Best known for the 1963 chart-topper “It’s My Party,” released when she was just 16, Gore has quietly built a durable career that includes a few more hits (“Judy’s Turn to Cry,” “She’s a Fool,” “You Don’t Own Me”) and songwriting successes such as “Out Here on My Own” from “Fame,” for which she and brother Michael Goldstein received an Academy Award nomination.

“I would imagine there are people who haven’t thought of me for years and didn’t know I was still active,” acknowledges Gore, 60, who was born Lesley Sue Goldstein in New York City and discovered by producer Quincy Jones.

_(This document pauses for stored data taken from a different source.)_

#[cfg(test)]
mod tests {
    use super::*;
    use crate::cache::MemoryCache;
    use crate::key_types::{KeyMaterial, KeyPurpose, KeyStatus, DEFAULT_ALGORITHM};
    use async_trait::async_trait;
    use chrono::{Duration as ChronoDuration, Utc};

    fn key(id: &str, tenant: &str) -> DecryptedKey {
        let now = Utc::now();
        DecryptedKey {
            id: id.to_string(),
            tenant_id: tenant.to_string(),
            purpose: KeyPurpose::DocumentEncryption,
            algorithm: DEFAULT_ALGORITHM.to_string(),
            version: 1,
            status: KeyStatus::Active,
            created_at: now,
            updated_at: now,
            expires_at: Some(now + ChronoDuration::days(90)),
            key: KeyMaterial::generate(32),
        }
    }

    fn manager() -> KeyCacheManager {
        KeyCacheManager::new(Arc::new(MemoryCache::new()))
    }

    struct BrokenCache;

    #[async_trait]
    impl CacheBackend for BrokenCache {
        async fn set_ex(&self, _: &str, _: String, _: Duration) -> KmsResult<()> {
            Err(KmsError::Cache("connection refused".to_string()))
        }
        async fn get(&self, _: &str) -> KmsResult<Option<String>> {
            Err(KmsError::Cache("connection refused".to_string()))
        }
        async fn del(&self, _: &str) -> KmsResult<bool> {
            Err(KmsError::Cache("connection refused".to_string()))
        }
        async fn del_pattern(&self, _: &str) -> KmsResult<usize> {
            Err(KmsError::Cache("connection refused".to_string()))
        }
        async fn keys(&self, _: &str) -> KmsResult<Vec<String>> {
            Err(KmsError::Cache("connection refused".to_string()))
        }
        async fn exists(&self, _: &str) -> KmsResult<bool> {
            Err(KmsError::Cache("connection refused".to_string()))
        }
        async fn expire(&self, _: &str, _: Duration) -> KmsResult<bool> {
            Err(KmsError::Cache("connection refused".to_string()))
        }
        async fn ping(&self) -> KmsResult<()> {
            Err(KmsError::Cache("connection refused".to_string()))
        }
    }

    #[tokio::test]
    async fn test_cache_roundtrip_preserves_fields() {
        let cache = manager();
        let original = key("k1", "tenant-a");
        cache.cache_key(&original, None).await.unwrap();

        let cached = cache.get_cached_key("k1", "tenant-a").await.unwrap();
        assert_eq!(cached, original);
        assert_eq!(cached.expires_at, original.expires_at);
        assert_eq!(cached.key.as_bytes(), original.key.as_bytes());
    }

    #[tokio::test]
    async fn test_wrong_tenant_misses() {
        let cache = manager();
        cache.cache_key(&key("k1", "tenant-a"), None).await.unwrap();

        assert!(cache.get_cached_key("k1", "tenant-b").await.is_none());
        assert!(!cache.is_cached("k1", "tenant-b").await);
        assert!(cache.is_cached("k1", "tenant-a").await);
    }

    #[tokio::test]
    async fn test_hit_rate() {
        let cache = manager();
        assert_eq!(cache.get_cache_stats().await.hit_rate, 0.0);

        cache.cache_key(&key("k1", "t"), None).await.unwrap();
        assert!(cache.get_cached_key("k1", "t").await.is_some());
        assert!(cache.get_cached_key("k2", "t").await.is_none());

        let stats = cache.get_cache_stats().await;
        assert_eq!(stats.hits, 1);
        assert_eq!(stats.misses, 1);
        assert_eq!(stats.hit_rate, 50.0);
        assert_eq!(stats.cached_keys, 1);

        assert!(cache.get_cached_key("k3", "t").await.is_none());
        assert_eq!(cache.get_cache_stats().await.hit_rate, 33.33);

        cache.reset_cache_stats();
        let stats = cache.get_cache_stats().await;
        assert_eq!((stats.hits, stats.misses, stats.hit_rate), (0, 0, 0.0));
    }

    #[tokio::test]
    async fn test_explicit_ttl_expires() {
        let cache = manager();
        cache.cache_key(&key("k1", "t"), Some(1)).await.unwrap();
        assert!(cache.is_cached("k1", "t").await);

        tokio::time::sleep(std::time::Duration::from_millis(2100)).await;
        assert!(!cache.is_cached("k1", "t").await);
        assert!(!cache.refresh_ttl("k1", "t", None).await);
    }

    #[tokio::test]
    async fn test_oversized_ttl_rejected() {
        let cache = manager();
        let k = key("k1", "t1");

        let err = cache.cache_key(&k, Some(u64::MAX)).await.unwrap_err();
        assert!(matches!(err, KmsError::Validation(_)));
        assert!(!cache.is_cached("k1", "t1").await);

        cache.cache_key(&k, Some(MAX_CACHE_TTL_SECS)).await.unwrap();
        assert!(!cache.refresh_ttl("k1", "t1", Some(MAX_CACHE_TTL_SECS + 1)).await);
        assert!(cache.refresh_ttl("k1", "t1", Some(60)).await);

        let clamped = KeyCacheManager::with_ttl(Arc::new(MemoryCache::new()), u64::MAX);
        assert_eq!(clamped.default_ttl, Duration::from_secs(MAX_CACHE_TTL_SECS));
        clamped.cache_key(&k, None).await.unwrap();
        assert!(clamped.is_cached("k1", "t1").await);
    }

    #[tokio::test]
    async fn test_invalidation() {
        let cache = manager();
        cache.cache_key(&key("k1", "t1"), None).await.unwrap();
        cache.cache_key(&key("k2", "t1"), None).await.unwrap();
        cache.cache_key(&key("k1", "t2"), None).await.unwrap();

        cache.invalidate_key("k1", "t1").await.unwrap();
        assert!(!cache.is_cached("k1", "t1").await);
        assert!(cache.is_cached("k1", "t2").await);

        assert_eq!(cache.invalidate_tenant_keys("t1").await.unwrap(), 1);
        assert!(!cache.is_cached("k2", "t1").await);
        assert!(cache.is_cached("k1", "t2").await);

        assert!(cache.refresh_ttl("k1", "t2", Some(600)).await);
        assert_eq!(cache.clear_cache().await.unwrap(), 1);
        assert_eq!(cache.get_cache_stats().await.cached_keys, 0);
    }

    #[tokio::test]
    async fn test_backend_failures() {
        let cache = KeyCacheManager::new(Arc::new(BrokenCache));

        assert!(cache.get_cached_key("k1", "t").await.is_none());
        assert_eq!(cache.get_cache_stats().await.misses, 1);
        assert!(!cache.is_cached("k1", "t").await);

        let err = cache.cache_key(&key("k1", "t"), None).await.unwrap_err();
        assert!(matches!(err, KmsError::Cache(_)));
        assert!(cache.invalidate_key("k1", "t").await.is_err());
        assert!(cache.health_check().await.is_err());
    }

    #[tokio::test]
    async fn test_health_check_leaves_no_entries() {
        let backend = Arc::new(MemoryCache::new());
        let cache = KeyCacheManager::new(backend.clone());
        cache.health_check().await.unwrap();
        assert!(backend.keys("*").await.unwrap().is_empty());
    }
}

“Some people are aware. I have an incredible group of fans who have been with me for some years. But it’s great to still be out there and kind of get reacquainted with so many people and have them walk out maybe knowing me a little better than they did before.”

Gore still records new music; her latest album, “Ever Since,” came out in 2005. But she doesn’t disavow the songs people know her for, even though her relationship to something like “It’s My Party” has changed over the past 34 years.

“I have to fi nd other ways to keep it fresh for myself,” Gore explains, “as opposed to going back and reliving that high school scenario, which is so far from my brain, it might as well not have existed.”

And having broken through as a teen, she views the current landscape of teen singers — and onetime teen singers such as Britney Spears and Christina Aguilera — with a certain amount of empathy and sympathy.

“I feel quite strongly that if I were 16 or 17 or 18 right now and I was trying to break into this business, I couldn’t stand up in front of the people at ‘American Idol,’ ” says Gore, who’s also writing her memoirs. “I couldn’t imagine anything more frightening and anxietyridden.

“That is not the way I would’ve wanted to have started as an artist, and fortunately I was protected. I was in the studio; if we made a mistake, we did another take. I couldn’t have survived in the world today, and I never would’ve been discovered.”